[Dataset items]
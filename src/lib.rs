//! bundleit - browse a directory tree and bundle selected files into one text
//!
//! The core is an incrementally loaded, cached, exclusion-filtered tree
//! reader ([`TreeSession`]). Settings, history, bundling and output sit on
//! top of it.

pub mod bundle;
pub mod cache;
pub mod error;
pub mod fs;
pub mod gitignore;
pub mod history;
pub mod logging;
pub mod matcher;
pub mod output;
pub mod session;
pub mod settings;
pub mod tree;

#[cfg(any(test, feature = "test-utils"))]
pub mod test_utils;

pub use bundle::{Bundle, build_bundle, count_lines, default_file_name, folder_name, total_lines};
pub use cache::{CacheKind, CachePayload, DEFAULT_CACHE_TTL, ResultCache};
pub use error::{BundleError, Result};
pub use fs::{DirEntry, FileSystem, TokioFs};
pub use gitignore::{GitignoreRule, GitignoreRules};
pub use history::{History, HistoryEntry, MAX_HISTORY};
pub use matcher::{LiteralRule, MatcherRegistry, PathMatcher, relative_path};
pub use output::{OutputConfig, TreeFormatter, print_json};
pub use session::{ROOT_LOAD_ERROR, SessionConfig, TreeSession, TreeSnapshot};
pub use settings::{DEFAULT_EXCLUDES, ProjectSettings, Settings};
pub use tree::{
    BackgroundScheduler, DirectoryWalker, FileNode, PendingExpansion, WalkOutcome, WalkerConfig,
    count_nodes, find_node,
};
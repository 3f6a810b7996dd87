//! Background expansion queue
//!
//! Deferred subtree loads are queued here and drained in waves: at most
//! `parallel_limit` tasks run at once, and the next wave starts only when the
//! whole previous wave has finished. This keeps the number of open directory
//! handles bounded no matter how wide the tree is.

use std::collections::VecDeque;
use std::future::Future;
use std::sync::{Arc, Mutex, MutexGuard};

use futures::future::{BoxFuture, FutureExt, join_all};
use tokio::sync::watch;
use tracing::{debug, error};

pub type BackgroundTask = BoxFuture<'static, ()>;

#[derive(Default)]
struct QueueState {
    queue: VecDeque<BackgroundTask>,
    draining: bool,
}

struct Inner {
    state: Mutex<QueueState>,
    parallel_limit: usize,
    loading: watch::Sender<bool>,
}

impl Inner {
    fn lock(&self) -> MutexGuard<'_, QueueState> {
        self.state.lock().unwrap_or_else(|poisoned| poisoned.into_inner())
    }
}

/// Cloneable handle to a shared background queue.
#[derive(Clone)]
pub struct BackgroundScheduler {
    inner: Arc<Inner>,
}

impl BackgroundScheduler {
    pub fn new(parallel_limit: usize) -> Self {
        let (loading, _) = watch::channel(false);
        Self {
            inner: Arc::new(Inner {
                state: Mutex::new(QueueState::default()),
                parallel_limit: parallel_limit.max(1),
                loading,
            }),
        }
    }

    /// Queue a task and make sure a drain loop is running.
    ///
    /// Must be called from within a tokio runtime.
    pub fn enqueue(&self, task: impl Future<Output = ()> + Send + 'static) {
        let mut state = self.inner.lock();
        state.queue.push_back(task.boxed());
        if state.draining {
            return;
        }
        state.draining = true;
        self.inner.loading.send_replace(true);
        drop(state);

        tokio::spawn(drain(Arc::clone(&self.inner)));
    }

    /// True while queued or running tasks remain.
    pub fn is_loading(&self) -> bool {
        *self.inner.loading.borrow()
    }

    pub fn subscribe_loading(&self) -> watch::Receiver<bool> {
        self.inner.loading.subscribe()
    }

    /// Tasks queued but not yet started.
    pub fn pending(&self) -> usize {
        self.inner.lock().queue.len()
    }

    /// Wait until the queue is empty and the last wave has finished.
    pub async fn wait_idle(&self) {
        let mut loading = self.subscribe_loading();
        // The sender lives in `self`, so the channel cannot close here
        let _ = loading.wait_for(|busy| !*busy).await;
    }
}

async fn drain(inner: Arc<Inner>) {
    let mut completed = 0usize;
    let mut waves = 0usize;

    loop {
        let wave: Vec<BackgroundTask> = {
            let mut state = inner.lock();
            if state.queue.is_empty() {
                // Cleared under the lock so a concurrent enqueue either sees
                // the running loop or starts a new one
                state.draining = false;
                inner.loading.send_replace(false);
                break;
            }
            let take = state.queue.len().min(inner.parallel_limit);
            state.queue.drain(..take).collect()
        };

        waves += 1;
        let handles: Vec<_> = wave.into_iter().map(tokio::spawn).collect();
        for result in join_all(handles).await {
            match result {
                Ok(()) => completed += 1,
                Err(err) => error!(%err, "background task failed"),
            }
        }
    }

    debug!(waves, completed, "background queue drained");
}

THE TASK: The entries are to be duplicated exactly, with nothing changed.

OUTPUT OF THE TASK:
filename src/lib.rs
//! bundleit - browse a directory tree and bundle selected files into one text
//!
//! The core is an incrementally loaded, cached, exclusion-filtered tree
//! reader ([`TreeSession`]). Settings, history, bundling and output sit on
//! top of it.

pub mod bundle;
pub mod cache;
pub mod error;
pub mod fs;
pub mod gitignore;
pub mod history;
pub mod logging;
pub mod matcher;
pub mod output;
pub mod session;
pub mod settings;
pub mod tree;

#[cfg(any(test, feature = "test-utils"))]
pub mod test_utils;

pub use bundle::{Bundle, build_bundle, count_lines, default_file_name, folder_name, total_lines};
pub use cache::{CacheKind, CachePayload, DEFAULT_CACHE_TTL, ResultCache};
pub use error::{BundleError, Result};
pub use fs::{DirEntry, FileSystem, TokioFs};
pub use gitignore::{GitignoreRule, GitignoreRules};
pub use history::{History, HistoryEntry, MAX_HISTORY};
pub use matcher::{LiteralRule, MatcherRegistry, PathMatcher, relative_path};
pub use output::{OutputConfig, TreeFormatter, print_json};
pub use session::{ROOT_LOAD_ERROR, SessionConfig, TreeSession, TreeSnapshot};
pub use settings::{DEFAULT_EXCLUDES, ProjectSettings, Settings};
pub use tree::{
    BackgroundScheduler, DirectoryWalker, FileNode, PendingExpansion, WalkOutcome, WalkerConfig,
    count_nodes, find_node,
};
repository 3f6a810b7996dd87
//! Background expansion queue
//!
//! Deferred subtree loads are queued here and drained in waves: at most
//! `parallel_limit` tasks run at once, and the next wave starts only when the
//! whole previous wave has finished. This keeps the number of open directory
//! handles bounded no matter how wide the tree is.

use std::collections::VecDeque;
use std::future::Future;
use std::sync::{Arc, Mutex, MutexGuard};

use futures::future::{BoxFuture, FutureExt, join_all};
use tokio::sync::watch;
use tracing::{debug, error};

pub type BackgroundTask = BoxFuture<'static, ()>;

#[derive(Default)]
struct QueueState {
    queue: VecDeque<BackgroundTask>,
    draining: bool,
}

struct Inner {
    state: Mutex<QueueState>,
    parallel_limit: usize,
    loading: watch::Sender<bool>,
}

impl Inner {
    fn lock(&self) -> MutexGuard<'_, QueueState> {
        self.state.lock().unwrap_or_else(|poisoned| poisoned.into_inner())
    }
}

/// Cloneable handle to a shared background queue.
#[derive(Clone)]
pub struct BackgroundScheduler {
    inner: Arc<Inner>,
}

impl BackgroundScheduler {
    pub fn new(parallel_limit: usize) -> Self {
        let (loading, _) = watch::channel(false);
        Self {
            inner: Arc::new(Inner {
                state: Mutex::new(QueueState::default()),
                parallel_limit: parallel_limit.max(1),
                loading,
            }),
        }
    }

    /// Queue a task and make sure a drain loop is running.
    ///
    /// Must be called from within a tokio runtime.
    pub fn enqueue(&self, task: impl Future<Output = ()> + Send + 'static) {
        let mut state = self.inner.lock();
        state.queue.push_back(task.boxed());
        if state.draining {
            return;
        }
        state.draining = true;
        self.inner.loading.send_replace(true);
        drop(state);

        tokio::spawn(drain(Arc::clone(&self.inner)));
    }

    /// True while queued or running tasks remain.
    pub fn is_loading(&self) -> bool {
        *self.inner.loading.borrow()
    }

    pub fn subscribe_loading(&self) -> watch::Receiver<bool> {
        self.inner.loading.subscribe()
    }

    /// Tasks queued but not yet started.
    pub fn pending(&self) -> usize {
        self.inner.lock().queue.len()
    }

    /// Wait until the queue is empty and the last wave has finished.
    pub async fn wait_idle(&self) {
        let mut loading = self.subscribe_loading();
        // The sender lives in `self`, so the channel cannot close here
        let _ = loading.wait_for(|busy| !*busy).await;
    }
}

async fn drain(inner: Arc<Inner>) {
    let mut completed = 0usize;
    let mut waves = 0usize;

    loop {
        let wave: Vec<BackgroundTask> = {
            let mut state = inner.lock();
            if state.queue.is_empty() {
                // Cleared under the lock so a concurrent enqueue either sees
                // the running loop or starts a new one
                state.draining = false;
                inner.loading.send_replace(false);
                break;
            }
            let take = state.queue.len().min(inner.parallel_limit);
            state.queue.drain(..take).collect()
        };

        waves += 1;
        let handles: Vec<_> = wave.into_iter().map(tokio::spawn).collect();
        for result in join_all(handles).await {
            match result {
                Ok(()) => completed += 1,
                Err(err) => error!(%err, "background task failed"),
            }
        }
    }

    debug!(waves, completed, "background queue drained");
}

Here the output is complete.